DJ Shadow's The Less You Know The Better: A First Listen

Posted By on Thu, Sep 29, 2011 at 7:00 AM


Let's get this out of the way right from the off: DJ Shadow's fourth solo studio album, The Less You Know The Better, won't finally stop long-time fans from requesting that he makes a true sequel to 1996's Endtroducing. Not that that's necessarily a bad thing. (I usually don't have the patience to listen to instrumental hip-hop without soon ditching the track in question, after I realize all I really want to hear is M.O.P. shout-rap their way through a song sprinkled with gun noises). But Shadow is an astute collager and cut-and-paste student, and anyone who once homaged a Steinski record deserves an open-minded listen. So here goes -- with the revised tracklist provided literally minutes ago by Shadow's publicity team. The Less You Know the Better hits the streets Oct. 4.

"Back To Front"

"I'm back -- I forgot my drum." So opens the sampled dialogue that kicks things off. The rest of the curt, two-and-a-half minute opener flirts with those who are still wishing for Shadow to revisit his Endtroducing era, being that this is straight-up break-beats, oddball samples and scratching business. You could probably safely label it "Vintage Shadow."

"Border Crossing"

And just like that we're out of the comfort zone, as crunching guitars and crashing drums herald a coarser dimension to the album. The layered double-time cymbal section adds depth to the track, making this the type of song you'd imagine white, middle-aged hip-hop car fanatics going driving to. Calling Ad Rock for a vocal remix!

"Stay The Course"

Oh, and now we're back in rappity rap land! Perky drums, rolling bass-line, and guest raps from De La Soul's Posdnuos and Talib Kweli. The song does what it's meant to do, being vaguely positive phrased raps allied to a beat that will not offend anyone who ever bought a record put out on the Quannum label. Pos rap immaculate as usual, but Talib Kweli's voice is still the most insufferable in all of hip-hop.

"I've Been Trying"

Yup, now it's the turn of a song with guitars in it again! This time it's melancholic acoustic strumming, with a male-voiced lament about how "I've been trying to get you to love me." There's a flute riff in the middle of the song that you could lie about and claim was sampled from Blue Note flautist Bobbi Humphrey. The whole thing is definitely UNKLE-esque, and gets bonus ambient points for ending with the sound of a train passing in the night.

"Sad And Lonely"

Simple, metronomic piano keys and suitably wailing violin bed a pining female voice that weeps, "I'm sad and I'm lonely/ My heart it will break/ My sweetheart loves another/ Lord I wish I was dead." Which sounds more like a Dolly Parton lyric when you transcribe it than it actually is. This is one to put on that autumn playlist you keep meaning to get around to making.

"Warning Call"

Hey, it's the one featuring Tom Vex brooding all over the track! The production is equal parts up-tempo and defiantly moody, although lyrics like, "Working out what happened to everything you learned in school/ You don't remember them telling you but it's cool to be you," possibly sound like they were penned at the behest of some anti-teen-suicide pressure group.

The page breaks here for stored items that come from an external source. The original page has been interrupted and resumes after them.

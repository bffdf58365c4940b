use atelier_application::BlueprintService;

use crate::graphql::ContentSchema;

/// Shared application state.
#[derive(Clone)]
pub struct AppState {
    pub blueprint_service: BlueprintService,
    pub graphql_schema: ContentSchema,
}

Titled after Shadow's pet-name for Talib Kweli -- just joking! -- this is airy instrumental business, sometimes embellished with echo-chamber effects and at times ushering in short snatches of piano notes. It's probably meant to sound like the sort of thing people who live in self-imposed isolation on the tops of mountains meditate to.

"Enemy Lines"

This is the album's attempt at crafting some sort of sonic soundscape, being all slow-rolling beat and atmospheric synth lines. But at nearly six minutes long, it's gonna have to be quite the epic futuristic cowboy battle you're envisioning in your head if you're to resist the urge to skip after the three-minute mark. (Spoiler: It doesn't really go anywhere.)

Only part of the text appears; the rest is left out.